This asset was built as the Security Trust and Savings Bank in 1923 by world famous architects John and Donald Parkinson who also built the L.A. City Hall, The Union Station, and the L.A. Coliseum, Bullocks Wilshire, L.A. Hall of Justice and the USC Campus and is now a Historic Cultural Monument.
The building has a total of 12,400 square feet, with 5,400 square feet on the ground floor, 5,000 square feet on the second floor and 2,000 square feet in the basement. With 57 feet of linear frontage along Figueroa and 88 feet of linear frontage along Ave 56 the ground floor is all open space with huge windows allowing for more than adequate natural light.
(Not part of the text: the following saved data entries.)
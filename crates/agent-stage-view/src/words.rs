//! Regroup letters into word wrappers so lines wrap between words.

use agent_stage_core::config::DocumentConfig;

use crate::dom::{Element, Node};
use crate::splitter::Letter;

/// A run of non-whitespace letters, or one whitespace letter kept verbatim.
#[derive(Debug, Clone, PartialEq, Eq)]
pub enum Segment {
    Word(Vec<Letter>),
    Space(Letter),
}

/// Group letters into words split on whitespace.
///
/// Whitespace letters stay in place as [`Segment::Space`]. Leading, trailing
/// or repeated whitespace never yields an empty word.
pub fn group_words(letters: &[Letter]) -> Vec<Segment> {
    let mut segments = Vec::new();
    let mut word: Vec<Letter> = Vec::new();

    for letter in letters {
        if letter.whitespace {
            if !word.is_empty() {
                segments.push(Segment::Word(std::mem::take(&mut word)));
            }
            segments.push(Segment::Space(letter.clone()));
        } else {
            word.push(letter.clone());
        }
    }
    if !word.is_empty() {
        segments.push(Segment::Word(word));
    }
    segments
}

fn letter_node(letter: &Letter, names: &DocumentConfig) -> Element {
    Element::new("span")
        .with_class(&names.letter_class)
        .with_text(&letter.text)
}

/// Build the letter/word element structure for a text element's content.
pub fn segments_to_nodes(segments: &[Segment], names: &DocumentConfig) -> Vec<Node> {
    segments
        .iter()
        .map(|segment| match segment {
            Segment::Word(letters) => {
                let word = letters.iter().fold(
                    Element::new("span").with_class(&names.word_class),
                    |word, letter| word.with_child(letter_node(letter, names)),
                );
                Node::Element(word)
            }
            Segment::Space(letter) => Node::Element(letter_node(letter, names)),
        })
        .collect()
}

#[cfg(test)]
mod tests {
    use super::*;
    use crate::splitter::{LetterSplitter, TextSplitter};

    fn words_of(segments: &[Segment]) -> Vec<String> {
        segments
            .iter()
            .filter_map(|s| match s {
                Segment::Word(letters) => Some(letters.iter().map(|l| l.text.as_str()).collect()),
                Segment::Space(_) => None,
            })
            .collect()
    }

    #[test]
    fn test_hi_bye() {
        let segments = group_words(&LetterSplitter.split("hi bye"));
        assert_eq!(segments.len(), 3);
        assert_eq!(words_of(&segments), vec!["hi", "bye"]);
        assert_eq!(segments[1], Segment::Space(Letter::new(" ")));
    }

    #[test]
    fn test_word_count_matches_whitespace_split() {
        for text in [
            "one",
            "  leading and trailing  ",
            "double  space",
            "tabs\tand\nnewlines",
            "",
            "   ",
        ] {
            let segments = group_words(&LetterSplitter.split(text));
            let expected: Vec<String> = text.split_whitespace().map(String::from).collect();
            assert_eq!(words_of(&segments), expected, "text: {text:?}");
        }
    }

    #[test]
    fn test_spacing_preserved_verbatim() {
        let segments = group_words(&LetterSplitter.split("a \t b"));
        let spaces: Vec<&str> = segments
            .iter()
            .filter_map(|s| match s {
                Segment::Space(l) => Some(l.text.as_str()),
                Segment::Word(_) => None,
            })
            .collect();
        assert_eq!(spaces, vec![" ", "\t", " "]);
    }

    #[test]
    fn test_segments_to_nodes() {
        let names = DocumentConfig::default();
        let segments = group_words(&LetterSplitter.split("hi bye"));
        let nodes = segments_to_nodes(&segments, &names);
        assert_eq!(nodes.len(), 3);

        let first = nodes[0].as_element().unwrap();
        assert!(first.has_class("agent-word"));
        assert_eq!(first.child_elements().count(), 2);
        assert!(first.child_elements().all(|l| l.has_class("agent-letter")));
        assert_eq!(first.text_content(), "hi");

        let space = nodes[1].as_element().unwrap();
        assert!(space.has_class("agent-letter"));
        assert_eq!(space.text_content(), " ");

        let last = nodes[2].as_element().unwrap();
        let letters: Vec<String> = last.child_elements().map(|l| l.text_content()).collect();
        assert_eq!(letters, vec!["b", "y", "e"]);
    }
}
There is over one hundred linear feet of exposed red brick and Italian marble on the walls and marble covering the vault and covering four beautiful 16-foot-tall octagon columns. The ground floor has 16-foot-high ceilings.
The second floor has the original floor plan, never modified and designed by the world renowned architects John and Donald Parkinson in a similar manner to the LA City Hall. It has fourteen large 22 foot long executive rooms on each side of a five-foot hallway. The ceilings on the 2nd floor are 10 feet high. The solid wood doors are all 38” wide with transom windows. All rooms are interconnected with passage doors for communication between rooms.
There is a large (15’ x 8’) high illuminated mast sign on the roof which is 45 feet above the Figueroa Street visible for a half mile in both directions.